How College Freshmen Can Reduce Test Anxiety
Test anxiety impacts millions of people and can be especially enhanced for college freshmen facing midterm and final exams. Midterms and first semester finals are their first real exposure to what exams are like in college versus in high school, students assume the exams will likely be more difficult than high school tests (which is usually true), and they are a student's first opportunity to evaluate the adequacy of their study methods and preparation.
Test anxiety is known to impair performance to varying degrees. However, studies have found that it is not necessarily the physical feeling of dread we tend to associate with anxiety that most contributes to poor performance. Rather, the worry about performance and the worry about having anxiety are the primary distractions.
Anxiety is different from worry in numerous ways. Anxiety is associated with a visceral feeling of dread that is vague. We fear something bad is going to happen and we experience the associated dread as physical discomfort in our bodies. Worry, on the other hand, is associated with a specific and concrete concern and we tend to experience it as thoughts in our head rather than tension or discomfort in our bodies.
Given these distinctions, a recent study tried an intervention that was successful in reducing test anxiety in college freshmen by suggesting a different way of thinking about their anxiety symptoms. Specifically, that the physical symptoms of anxiety could actually be neutral or even helpful in an exam. Indeed, being somewhat anxious might lead us to prepare more thoroughly and to take the exam more seriously.

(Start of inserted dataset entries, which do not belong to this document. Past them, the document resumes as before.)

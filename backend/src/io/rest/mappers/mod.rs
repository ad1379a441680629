pub mod budget_mapper;
pub mod transaction_mapper;

pub use budget_mapper::BudgetMapper;
pub use transaction_mapper::TransactionMapper;
//! Bounded retry with a per-attempt timeout for storage calls.

use anyhow::{anyhow, Result};
use std::future::Future;
use std::time::Duration;
use tracing::warn;

#[derive(Debug, Clone, Copy, PartialEq, Eq)]
pub struct RetryPolicy {
    pub timeout: Duration,
    /// Total attempts including the first one
    pub max_attempts: u32,
    pub backoff: Duration,
}

impl Default for RetryPolicy {
    fn default() -> Self {
        Self {
            timeout: Duration::from_millis(2_000),
            max_attempts: 2,
            backoff: Duration::from_millis(200),
        }
    }
}

impl RetryPolicy {
    pub fn new(timeout: Duration, max_attempts: u32, backoff: Duration) -> Self {
        Self {
            timeout,
            max_attempts: max_attempts.max(1),
            backoff,
        }
    }

    /// Run `operation` until it succeeds or the attempts are used up.
    ///
    /// Each attempt is cut off after `timeout`. The error of the last attempt is returned,
    /// with `label` and the attempt count as context.
    pub async fn run<T, F, Fut>(&self, label: &str, mut operation: F) -> Result<T>
    where
        F: FnMut() -> Fut,
        Fut: Future<Output = Result<T>>,
    {
        let attempts = self.max_attempts.max(1);
        let mut last_error = anyhow!("{} was not attempted", label);

        for attempt in 1..=attempts {
            let outcome = match tokio::time::timeout(self.timeout, operation()).await {
                Ok(result) => result,
                Err(_) => Err(anyhow!("timed out after {}ms", self.timeout.as_millis())),
            };

            match outcome {
                Ok(value) => return Ok(value),
                Err(e) => {
                    if attempt < attempts {
                        warn!(
                            "{} failed (attempt {}/{}): {:#}. Retrying in {}ms",
                            label,
                            attempt,
                            attempts,
                            e,
                            self.backoff.as_millis()
                        );
                        tokio::time::sleep(self.backoff).await;
                    }
                    last_error = e;
                }
            }
        }

        Err(last_error.context(format!("{} failed after {} attempt(s)", label, attempts)))
    }
}
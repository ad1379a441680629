use axum::{response::Json, routing::get, Router};
use shared::HealthResponse;

use crate::AppState;

pub fn router() -> Router<AppState> {
    Router::new().route("/", get(health))
}

pub async fn health() -> Json<HealthResponse> {
    Json(HealthResponse {
        status: "ok".to_string(),
    })
}
//! File-backed storage: monthly CSV ledgers plus a YAML budget record.
//!
//! File IO runs on the blocking pool through [`run_blocking`], so a stalled disk ties up a
//! pool thread instead of a runtime worker and the retry timeout can abandon the attempt.

pub mod budget_repository;
pub mod connection;
pub mod ledger_repository;

#[cfg(test)]
pub mod test_utils;

use anyhow::{Context, Result};

pub use budget_repository::BudgetRepository;
pub use connection::CsvConnection;
pub use ledger_repository::LedgerRepository;

/// Run blocking file work off the async workers
pub(crate) async fn run_blocking<T, F>(work: F) -> Result<T>
where
    F: FnOnce() -> Result<T> + Send + 'static,
    T: Send + 'static,
{
    tokio::task::spawn_blocking(work)
        .await
        .context("storage task did not complete")?
}
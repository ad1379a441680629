//! # REST API for Ledger Periods

use axum::{
    extract::State,
    http::StatusCode,
    response::{IntoResponse, Json},
    routing::get,
    Router,
};
use shared::PeriodListResponse;
use tracing::info;

use crate::io::rest::error_response;
use crate::AppState;

pub fn router() -> Router<AppState> {
    Router::new().route("/", get(list_periods))
}

/// Ledger periods that hold data, newest first
pub async fn list_periods(State(state): State<AppState>) -> impl IntoResponse {
    info!("GET /api/periods");

    match state.transaction_service.list_periods().await {
        Ok(periods) => {
            let response = PeriodListResponse {
                periods: periods.iter().map(ToString::to_string).collect(),
            };
            (StatusCode::OK, Json(response)).into_response()
        }
        Err(e) => error_response("list ledger periods", e),
    }
}
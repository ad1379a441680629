//! Domain model for the active budget period.
use chrono::NaiveDate;
use serde::{Deserialize, Serialize};

use crate::domain::models::transaction::{Transaction, TransactionType};

#[derive(Debug, Clone, Copy, PartialEq, Eq, Serialize, Deserialize)]
pub enum BudgetStatus {
    Active,
}

impl BudgetStatus {
    pub fn as_str(&self) -> &'static str {
        match self {
            BudgetStatus::Active => "active",
        }
    }
}

/// The single active budget. Stored counters mirror the ledger and are repaired by resync.
#[derive(Debug, Clone, PartialEq, Serialize, Deserialize)]
pub struct BudgetPeriod {
    pub name: String,
    pub start_date: NaiveDate,
    pub end_date: NaiveDate, // inclusive
    pub principal: f64,
    pub fixed_spent: f64,
    pub variable_spent: f64,
    pub status: BudgetStatus,
    pub created_at: String, // RFC 3339 timestamp
    pub updated_at: String, // RFC 3339 timestamp
}

impl BudgetPeriod {
    /// Inclusive day count, never below 1
    pub fn total_duration_days(&self) -> u32 {
        let days = (self.end_date - self.start_date).num_days() + 1;
        days.max(1) as u32
    }

    pub fn contains(&self, date: NaiveDate) -> bool {
        date >= self.start_date && date <= self.end_date
    }

    pub fn aggregates(&self) -> LedgerAggregates {
        LedgerAggregates {
            fixed_spent: self.fixed_spent,
            variable_spent: self.variable_spent,
        }
    }

    pub fn apply_aggregates(&mut self, aggregates: LedgerAggregates) {
        self.fixed_spent = aggregates.fixed_spent;
        self.variable_spent = aggregates.variable_spent;
    }

    /// Count a newly written transaction against the stored counters
    pub fn record(&mut self, transaction: &Transaction) {
        if !self.contains(transaction.date) {
            return;
        }
        match transaction.transaction_type {
            TransactionType::Fixed => self.fixed_spent += transaction.amount,
            TransactionType::Variable => self.variable_spent += transaction.amount,
        }
    }
}

/// Fixed/variable totals of the ledger rows inside a budget's date range
#[derive(Debug, Clone, Copy, Default, PartialEq)]
pub struct LedgerAggregates {
    pub fixed_spent: f64,
    pub variable_spent: f64,
}

impl LedgerAggregates {
    pub fn from_ledger<'a, I>(start: NaiveDate, end: NaiveDate, ledger: I) -> Self
    where
        I: IntoIterator<Item = &'a Transaction>,
    {
        ledger
            .into_iter()
            .filter(|t| t.date >= start && t.date <= end)
            .fold(Self::default(), |mut acc, t| {
                match t.transaction_type {
                    TransactionType::Fixed => acc.fixed_spent += t.amount,
                    TransactionType::Variable => acc.variable_spent += t.amount,
                }
                acc
            })
    }

    pub fn total(&self) -> f64 {
        self.fixed_spent + self.variable_spent
    }

    /// True when the two sets of counters differ by more than half a cent
    pub fn drifted_from(&self, other: &LedgerAggregates) -> bool {
        (self.fixed_spent - other.fixed_spent).abs() > 0.005
            || (self.variable_spent - other.variable_spent).abs() > 0.005
    }
}
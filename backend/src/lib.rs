//! # Budget Tracker Backend
//!
//! Keeps a daily spending ledger and a single active budget, and tells you how much you may
//! still spend today.
//!
//! ## Architecture
//!
//! ```text
//! IO Layer (REST API, chat commands)
//!     ↓
//! Domain Layer (budget simulator, services)
//!     ↓
//! Storage Layer (monthly CSV ledgers, budget.yaml)
//! ```
//!
//! All writes go through one shared lock, so a transaction and the budget counters it
//! touches are never updated by two requests at once.

pub mod config;
pub mod domain;
pub mod io;
pub mod storage;

use anyhow::{Context, Result};
use axum::{
    http::{HeaderValue, Method},
    Router,
};
use std::sync::Arc;
use tower_http::cors::{Any, CorsLayer};
use tower_http::trace::TraceLayer;
use tracing::info;

use crate::config::AppConfig;
use crate::domain::{
    BudgetService, ChatCommandService, Clock, MoneyManagementService, SystemClock,
    TransactionService,
};
use crate::storage::csv::CsvConnection;
use crate::storage::new_write_lock;

/// Main application state that holds all services
#[derive(Clone)]
pub struct AppState {
    pub transaction_service: TransactionService<CsvConnection>,
    pub budget_service: BudgetService<CsvConnection>,
    pub chat_service: ChatCommandService<CsvConnection>,
}

/// Initialize the backend with the wall clock in the configured offset
pub fn initialize_backend(config: &AppConfig) -> Result<AppState> {
    let clock = SystemClock::new(config.reference_offset()?);
    initialize_backend_with_clock(config, Arc::new(clock))
}

pub fn initialize_backend_with_clock(config: &AppConfig, clock: Arc<dyn Clock>) -> Result<AppState> {
    info!("Setting up storage in {}", config.data_directory.display());
    let connection = Arc::new(
        CsvConnection::new(&config.data_directory)
            .with_context(|| format!("Failed to open data directory {}", config.data_directory.display()))?,
    );

    info!("Setting up domain model");
    let write_lock = new_write_lock();
    let retry = config.retry_policy();
    let money = MoneyManagementService::with_config(config.money_config());

    let transaction_service = TransactionService::new(
        connection.clone(),
        clock.clone(),
        retry,
        write_lock.clone(),
        money.clone(),
    );
    let budget_service = BudgetService::new(connection, clock, retry, write_lock, money.clone());
    let chat_service =
        ChatCommandService::new(transaction_service.clone(), budget_service.clone(), money);

    Ok(AppState {
        transaction_service,
        budget_service,
        chat_service,
    })
}

/// Create the Axum router with all routes configured
pub fn create_router(app_state: AppState, cors_origin: &str) -> Result<Router> {
    let origin = cors_origin
        .parse::<HeaderValue>()
        .with_context(|| format!("Invalid cors_origin '{}'", cors_origin))?;

    let cors = CorsLayer::new()
        .allow_origin(origin)
        .allow_methods([Method::GET, Method::POST, Method::DELETE])
        .allow_headers(Any);

    let api_routes = Router::new()
        .nest("/transactions", io::rest::transaction_apis::router())
        .nest("/budget", io::rest::budget_apis::router())
        .nest("/periods", io::rest::period_apis::router())
        .nest("/chat", io::rest::chat_apis::router())
        .nest("/health", io::rest::health_apis::router());

    Ok(Router::new()
        .nest("/api", api_routes)
        .layer(TraceLayer::new_for_http())
        .layer(cors)
        .with_state(app_state))
}
use anyhow::Result;
use budget_tracker_backend::{config::AppConfig, create_router, initialize_backend};
use tracing::info;
use tracing_subscriber::EnvFilter;

#[tokio::main]
async fn main() -> Result<()> {
    tracing_subscriber::fmt()
        .with_env_filter(
            EnvFilter::try_from_default_env().unwrap_or_else(|_| EnvFilter::new("info")),
        )
        .init();

    let config = AppConfig::load()?;
    info!(
        "Budget tracker starting (data in {}, day boundaries at {})",
        config.data_directory.display(),
        config.utc_offset
    );

    let app_state = initialize_backend(&config)?;
    let app = create_router(app_state, &config.cors_origin)?;

    let addr = config.socket_addr()?;
    let listener = tokio::net::TcpListener::bind(addr).await?;
    info!("Listening on {}", addr);

    axum::serve(listener, app).await?;

    Ok(())
}
//! Test utilities module for automatic cleanup and consistent test infrastructure
//!
//! This module provides RAII-based cleanup that guarantees test data is removed
//! even if tests panic or fail.

use anyhow::Result;
use std::path::PathBuf;
use tempfile::TempDir;

use super::budget_repository::BudgetRepository;
use super::connection::CsvConnection;
use super::ledger_repository::LedgerRepository;

/// RAII Test Environment that automatically cleans up on drop
pub struct TestEnvironment {
    /// The temporary directory - kept alive to prevent auto-cleanup until drop
    _temp_dir: TempDir,
    pub connection: CsvConnection,
    /// Base directory path for manual inspection if needed
    pub base_path: PathBuf,
}

impl TestEnvironment {
    pub async fn new() -> Result<Self> {
        let temp_dir = TempDir::new()?;
        let base_path = temp_dir.path().to_path_buf();
        let connection = CsvConnection::new(&base_path)?;

        Ok(TestEnvironment {
            _temp_dir: temp_dir,
            connection,
            base_path,
        })
    }

    pub fn ledger_repository(&self) -> LedgerRepository {
        LedgerRepository::new(self.connection.clone())
    }

    pub fn budget_repository(&self) -> BudgetRepository {
        BudgetRepository::new(self.connection.clone())
    }
}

The results of the intervention were that college student who were prone to test anxiety and received a message from their professor telling them their anxiety might be potentially useful, were less worried about their performance and about having test anxiety, and ended up performing better than test-anxiety prone students who did not receive the message and thus did not change their thinking about test anxiety,
The study also found that doing well on the first round of tests in college also reduced test anxiety for subsequent exams increasing the overall course performance for first-year students.
The takeaway here is that college freshmen should interpret visceral feelings of anxiety as potentially useful and think of them as motivators rather than distractors. Doing so will help them reframe how they think about test anxiety, manage their emotions, and reduce the worry and distraction that can otherwise impair their performance.